Был ранний вечер. Она сидела за столиком в одной из комнат, записывая цифры в свою черную записную книжку и подсчитывая что-то на телефоне.
Всё Михо – это она убеждена, что всегда нужно извиняться лично. «Просто иди. Это поможет. Поверь мне. Взрослые люди хотят одного – чтобы перед ними извинились и первыми пошли на контакт». Я планировала запереться дома навсегда – да черт с ними, с долгами. «Худшее, что может случиться, – все останется по-прежнему», – сказала Михо. Она перестала хандрить из-за парня, и ее важничанье с примесью деятельного мученичества стало почти невыносимым. Но сколько она меня ни уламывала, я еще несколько дней не появлялась на работе. А потом менеджер-оппа[44] написал мне, что на упоминание моего имени Мадам реагирует спокойно. «Если придешь сейчас, все будет выглядеть так, словно ничего и не случилось», – уверял он.
– Я ужасно извиняюсь, правда, – снова и снова повторяла я, кланяясь так низко, как только позволяла поясница. – У меня нет слов.
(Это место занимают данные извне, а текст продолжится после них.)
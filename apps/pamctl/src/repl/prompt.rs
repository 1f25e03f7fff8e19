//! Prompt showing the default session

use crate::session::SessionRegistry;
use std::io::IsTerminal;

/// Prompt generator for the interactive shell
pub struct Prompt;

impl Prompt {
    /// `pamctl [host]> ` or `pamctl (not connected)> `
    pub fn generate(registry: &SessionRegistry) -> String {
        match registry.default_host() {
            Some(host) => format!("pamctl [{host}]> "),
            None => "pamctl (not connected)> ".to_string(),
        }
    }

    pub fn generate_colored(registry: &SessionRegistry) -> String {
        match registry.default_host() {
            Some(host) => format!("\x1b[32mpamctl\x1b[0m [\x1b[36m{host}\x1b[0m]> "),
            None => "\x1b[32mpamctl\x1b[0m \x1b[33m(not connected)\x1b[0m> ".to_string(),
        }
    }

    pub fn supports_color() -> bool {
        std::env::var("NO_COLOR").is_err() && std::io::stdout().is_terminal()
    }

    pub fn generate_auto(registry: &SessionRegistry) -> String {
        if Self::supports_color() {
            Self::generate_colored(registry)
        } else {
            Self::generate(registry)
        }
    }
}
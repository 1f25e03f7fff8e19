//! Interactive console collaborator.
//!
//! The login flow talks to the user only through [`Console`], so it can be
//! driven from a terminal, a script, or a test double.

pub mod prompts;

pub use prompts::{is_interactive_terminal, TerminalConsole};

use crate::error::CliResult;

/// Prompts and notifications used during authentication
pub trait Console: Send + Sync {
    /// Ask for free text; `None` when the user enters nothing
    fn prompt_text(&self, prompt: &str) -> CliResult<Option<String>>;

    /// Ask for a secret without echoing it
    fn prompt_secret(&self, prompt: &str) -> CliResult<String>;

    /// Present numbered options and return the raw reply, `None` when empty
    fn choose(&self, prompt: &str, options: &[String]) -> CliResult<Option<String>>;

    /// Progress or instruction text
    fn notify(&self, message: &str);
}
Глядя на экран телефона, Мадам игнорировала меня. Я прождала где-то полчаса – она в это время продолжала расчеты и кому-то звонила. Но я не уходила, мне было вполне удобно. Я представляла себе, как в огромном черепе Мадам вращается мозг, ища оптимальный способ опустить меня до самого дна. Когда она наконец обратилась ко мне, в голосе звучали раздражение и вместе с тем покорность судьбе.
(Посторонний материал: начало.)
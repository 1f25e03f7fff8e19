//! Tenant login: credential modes and the challenge state machine

mod authenticator;
mod state;

pub use authenticator::Authenticator;
pub use state::AuthState;

use crate::error::AuthError;
use crate::models::Session;
use base64::engine::general_purpose::STANDARD;
use base64::Engine;

/// Outcome of a connect request
#[derive(Debug, Clone)]
pub enum Connected {
    /// A registered, authenticated session
    Session(Session),
    /// `EncodeOnly` output; nothing was contacted
    EncodedSecret(String),
}

/// Base64 (standard, padded) of `client:password`
pub fn encode_client_secret(client: &str, password: &str) -> String {
    STANDARD.encode(format!("{client}:{password}"))
}

/// Map a 1-based reply to a 0-based index; empty input picks the first option
pub fn parse_selection(reply: Option<&str>, count: usize) -> Result<usize, AuthError> {
    let reply = reply.map(str::trim).unwrap_or_default();
    if reply.is_empty() {
        return if count > 0 {
            Ok(0)
        } else {
            Err(AuthError::InvalidSelection("no options available".to_string()))
        };
    }

    match reply.parse::<usize>() {
        Ok(n) if (1..=count).contains(&n) => Ok(n - 1),
        Ok(n) => Err(AuthError::InvalidSelection(format!(
            "{n} is not between 1 and {count}"
        ))),
        Err(_) => Err(AuthError::InvalidSelection(format!(
            "'{reply}' is not a number"
        ))),
    }
}
//! Scheduler error types

use std::time::Duration;

use thiserror::Error;
use tokenward_common::auth::AuthError;

/// Scheduler-specific errors
#[derive(Debug, Error)]
pub enum SchedulerError {
    /// Scheduler is already running
    #[error("Scheduler already running")]
    AlreadyRunning,

    /// Scheduler is not running
    #[error("Scheduler not running")]
    NotRunning,

    /// Configuration rejected at construction
    #[error("Invalid scheduler configuration: {0}")]
    InvalidConfig(String),

    /// Operation timed out
    #[error("Operation timed out after {duration:?}")]
    Timeout {
        duration: Duration,
        #[source]
        source: tokio::time::error::Elapsed,
    },

    /// Task join failed
    #[error("Task join failed: {0}")]
    TaskJoinFailed(#[from] tokio::task::JoinError),

    /// Token operation failed
    #[error("Token operation failed: {0}")]
    Auth(#[from] AuthError),
}

/// Convenience type alias for scheduler operations
pub type SchedulerResult<T> = Result<T, SchedulerError>;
– Смотри. – Она захлопнула книгу, отчего я вздрогнула. – Ни для кого не секрет: индустрия уже не та, что раньше, дела обстоят намного сложнее. Сейчас непростые времена. Мне трудно, и вам тоже будет трудно, хотя знаю: никто из вас, идиоток, не думает о будущем.
Ее лицо выглядело жалким, старым и измученным. Я подумала о том, сколько же денег она скапливает, позволяя себе быть уродливой. Ее глаза не светились добротой. Впрочем, такого не бывало даже в лучшие мои дни.
– А теперь беги и зарабатывай, как профессионал, – сказала она, и меня как будто отбросило волной. Так меня и помиловали.